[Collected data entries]

◇ ◇ ◇

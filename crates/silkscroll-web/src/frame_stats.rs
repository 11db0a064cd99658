#![forbid(unsafe_code)]

//! Per-frame scroll metrics for JSONL event logs and CI gating.
//!
//! Each render step can be recorded as a [`ScrollFrameRecord`]; the
//! [`ScrollFrameCollector`] buffers them (bounded), exports raw JSONL, and
//! summarizes a run into a [`ScrollSessionReport`] with a percentile
//! histogram over per-frame scroll deltas — the "how far did a frame move"
//! distribution that makes easing regressions visible in CI.

use serde::Serialize;

/// Cap on buffered records; a long-lived page recording past this drops the
/// oldest frames rather than growing without bound.
pub const MAX_FRAME_RECORDS: usize = 16_384;

/// A single frame's scroll measurements.
#[derive(Debug, Clone, Copy, PartialEq)]
pub struct ScrollFrameRecord {
    /// Eased scroll offset after the step.
    pub scroll: f64,
    /// Target offset the step converged toward.
    pub target: f64,
    /// Scrollbar thumb height for this frame.
    pub thumb_height: f64,
    /// Scrollbar thumb offset for this frame.
    pub thumb_offset: f64,
    /// Whether another step was scheduled.
    pub animating: bool,
    /// Whether a drag session was live.
    pub dragging: bool,
    /// Native scroll events coalesced into this frame.
    pub coalesced_events: u32,
}

/// Collects per-frame records and produces summary statistics.
#[derive(Debug, Clone)]
pub struct ScrollFrameCollector {
    run_id: String,
    records: Vec<ScrollFrameRecord>,
    dropped: u64,
}

impl ScrollFrameCollector {
    /// Create a new collector for a measurement run.
    #[must_use]
    pub fn new(run_id: &str) -> Self {
        Self {
            run_id: run_id.to_string(),
            records: Vec::with_capacity(1024),
            dropped: 0,
        }
    }

    /// Record one frame's measurements.
    pub fn record_frame(&mut self, record: ScrollFrameRecord) {
        if self.records.len() >= MAX_FRAME_RECORDS {
            self.records.remove(0);
            self.dropped += 1;
        }
        self.records.push(record);
    }

    /// Number of frames recorded so far.
    #[must_use]
    pub fn frame_count(&self) -> usize {
        self.records.len()
    }

    /// Frames dropped to stay within [`MAX_FRAME_RECORDS`].
    #[must_use]
    pub fn dropped_frames(&self) -> u64 {
        self.dropped
    }

    /// The run identifier this collector was created with.
    #[must_use]
    pub fn run_id(&self) -> &str {
        &self.run_id
    }

    /// Emit per-frame JSONL records to a string.
    ///
    /// Each line is a JSON object with `run_id`, `frame_idx`, and the frame's
    /// scroll/thumb measurements.
    #[must_use]
    pub fn to_jsonl(&self) -> String {
        let mut out = String::new();
        for (i, r) in self.records.iter().enumerate() {
            let row = JsonlFrameRecord {
                run_id: &self.run_id,
                frame_idx: i,
                scroll: r.scroll,
                target: r.target,
                thumb_height: r.thumb_height,
                thumb_offset: r.thumb_offset,
                animating: r.animating,
                dragging: r.dragging,
                coalesced_events: r.coalesced_events,
            };
            if let Ok(line) = serde_json::to_string(&row) {
                out.push_str(&line);
                out.push('\n');
            }
        }
        out
    }

    /// Produce a summary report from all recorded frames.
    #[must_use]
    pub fn report(&self) -> ScrollSessionReport {
        let mut deltas: Vec<f64> = self
            .records
            .windows(2)
            .map(|pair| (pair[1].scroll - pair[0].scroll).abs())
            .collect();
        deltas.sort_unstable_by(f64::total_cmp);

        let settled_frames = self.records.iter().filter(|r| !r.animating).count() as u64;
        let dragged_frames = self.records.iter().filter(|r| r.dragging).count() as u64;
        let coalesced_total: u64 = self
            .records
            .iter()
            .map(|r| u64::from(r.coalesced_events))
            .sum();

        ScrollSessionReport {
            run_id: self.run_id.clone(),
            frames: self.records.len() as u64,
            dropped_frames: self.dropped,
            settled_frames,
            dragged_frames,
            coalesced_events_total: coalesced_total,
            scroll_delta: histogram_or_default(&deltas),
        }
    }
}

#[derive(Debug, Serialize)]
struct JsonlFrameRecord<'a> {
    run_id: &'a str,
    frame_idx: usize,
    scroll: f64,
    target: f64,
    thumb_height: f64,
    thumb_offset: f64,
    animating: bool,
    dragging: bool,
    coalesced_events: u32,
}

/// Percentile histogram of per-frame scroll deltas, in pixels.
#[derive(Debug, Clone, Copy, Default, Serialize)]
pub struct ScrollDeltaHistogram {
    pub count: u64,
    pub min_px: f64,
    pub max_px: f64,
    pub p50_px: f64,
    pub p95_px: f64,
    pub p99_px: f64,
    pub mean_px: f64,
}

/// Complete session report (machine-readable for CI gating).
#[derive(Debug, Clone, Serialize)]
pub struct ScrollSessionReport {
    pub run_id: String,
    pub frames: u64,
    pub dropped_frames: u64,
    pub settled_frames: u64,
    pub dragged_frames: u64,
    pub coalesced_events_total: u64,
    pub scroll_delta: ScrollDeltaHistogram,
}

impl ScrollSessionReport {
    /// Serialize to a JSON string.
    #[must_use]
    pub fn to_json(&self) -> String {
        serde_json::to_string_pretty(self).unwrap_or_else(|_| "{}".to_string())
    }
}

fn percentile(sorted: &[f64], p: f64) -> f64 {
    if sorted.is_empty() {
        return 0.0;
    }
    let idx = ((sorted.len() as f64 * p) as usize).min(sorted.len() - 1);
    sorted[idx]
}

fn histogram_or_default(sorted: &[f64]) -> ScrollDeltaHistogram {
    if sorted.is_empty() {
        return ScrollDeltaHistogram::default();
    }
    ScrollDeltaHistogram {
        count: sorted.len() as u64,
        min_px: sorted[0],
        max_px: sorted[sorted.len() - 1],
        p50_px: percentile(sorted, 0.50),
        p95_px: percentile(sorted, 0.95),
        p99_px: percentile(sorted, 0.99),
        mean_px: sorted.iter().sum::<f64>() / sorted.len() as f64,
    }
}

#[cfg(test)]
mod tests {
    use super::*;

    fn frame(scroll: f64, animating: bool) -> ScrollFrameRecord {
        ScrollFrameRecord {
            scroll,
            target: 1000.0,
            thumb_height: 168.0,
            thumb_offset: scroll / 3000.0 * 632.0,
            animating,
            dragging: false,
            coalesced_events: 1,
        }
    }

    #[test]
    fn empty_collector_produces_zero_report() {
        let c = ScrollFrameCollector::new("test");
        let r = c.report();
        assert_eq!(r.frames, 0);
        assert_eq!(r.scroll_delta.count, 0);
    }

    #[test]
    fn deltas_summarize_an_easing_run() {
        let mut c = ScrollFrameCollector::new("test");
        // A 0 → 1000 run at ease 0.16: deltas shrink geometrically.
        let mut scroll = 0.0;
        loop {
            scroll += (1000.0 - scroll) * 0.16;
            let done = 1000.0 - scroll < 0.3;
            if done {
                scroll = 1000.0;
            }
            c.record_frame(frame(scroll, !done));
            if done {
                break;
            }
        }

        let r = c.report();
        assert_eq!(r.settled_frames, 1);
        assert_eq!(r.scroll_delta.count, r.frames - 1);
        // First delta is the largest: 160 px.
        assert!(r.scroll_delta.max_px <= 160.0 + 1e-9);
        assert!(r.scroll_delta.min_px < 1.0);
        assert!(r.scroll_delta.p50_px < r.scroll_delta.p95_px);
    }

    #[test]
    fn jsonl_output_has_correct_line_count() {
        let mut c = ScrollFrameCollector::new("test");
        for i in 0..5 {
            c.record_frame(frame(f64::from(i) * 10.0, true));
        }
        let jsonl = c.to_jsonl();
        let lines: Vec<&str> = jsonl.lines().collect();
        assert_eq!(lines.len(), 5);
        for line in &lines {
            assert!(serde_json::from_str::<serde_json::Value>(line).is_ok());
        }
    }

    #[test]
    fn report_json_is_valid() {
        let mut c = ScrollFrameCollector::new("scroll-run");
        c.record_frame(frame(100.0, true));
        c.record_frame(frame(250.0, true));
        let json = c.report().to_json();
        let parsed: serde_json::Value = serde_json::from_str(&json).unwrap();
        assert_eq!(parsed["run_id"], "scroll-run");
        assert_eq!(parsed["frames"], 2);
        assert_eq!(parsed["scroll_delta"]["count"], 1);
        assert_eq!(parsed["scroll_delta"]["max_px"], 150.0);
    }

    #[test]
    fn bounded_collector_drops_oldest() {
        let mut c = ScrollFrameCollector::new("long-run");
        for i in 0..(MAX_FRAME_RECORDS + 10) {
            c.record_frame(frame(i as f64, true));
        }
        assert_eq!(c.frame_count(), MAX_FRAME_RECORDS);
        assert_eq!(c.dropped_frames(), 10);
    }

    #[test]
    fn jsonl_escapes_run_id() {
        let mut c = ScrollFrameCollector::new("run\"alpha\nbeta");
        c.record_frame(frame(1.0, false));
        let jsonl = c.to_jsonl();
        let lines: Vec<&str> = jsonl.lines().collect();
        assert_eq!(lines.len(), 1);
        let parsed: serde_json::Value = serde_json::from_str(lines[0]).unwrap();
        assert_eq!(parsed["run_id"], "run\"alpha\nbeta");
    }
}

◇ ◇ ◇

**REQUIREMENT:**
Using the records above, gather all lines where the string "derive" is present.

**RESPONSE TO THIS TASK:**
#[derive(Debug, Clone, Copy, PartialEq)]
#[derive(Debug, Clone)]
#[derive(Debug, Serialize)]
#[derive(Debug, Clone, Copy, Default, Serialize)]
#[derive(Debug, Clone, Serialize)]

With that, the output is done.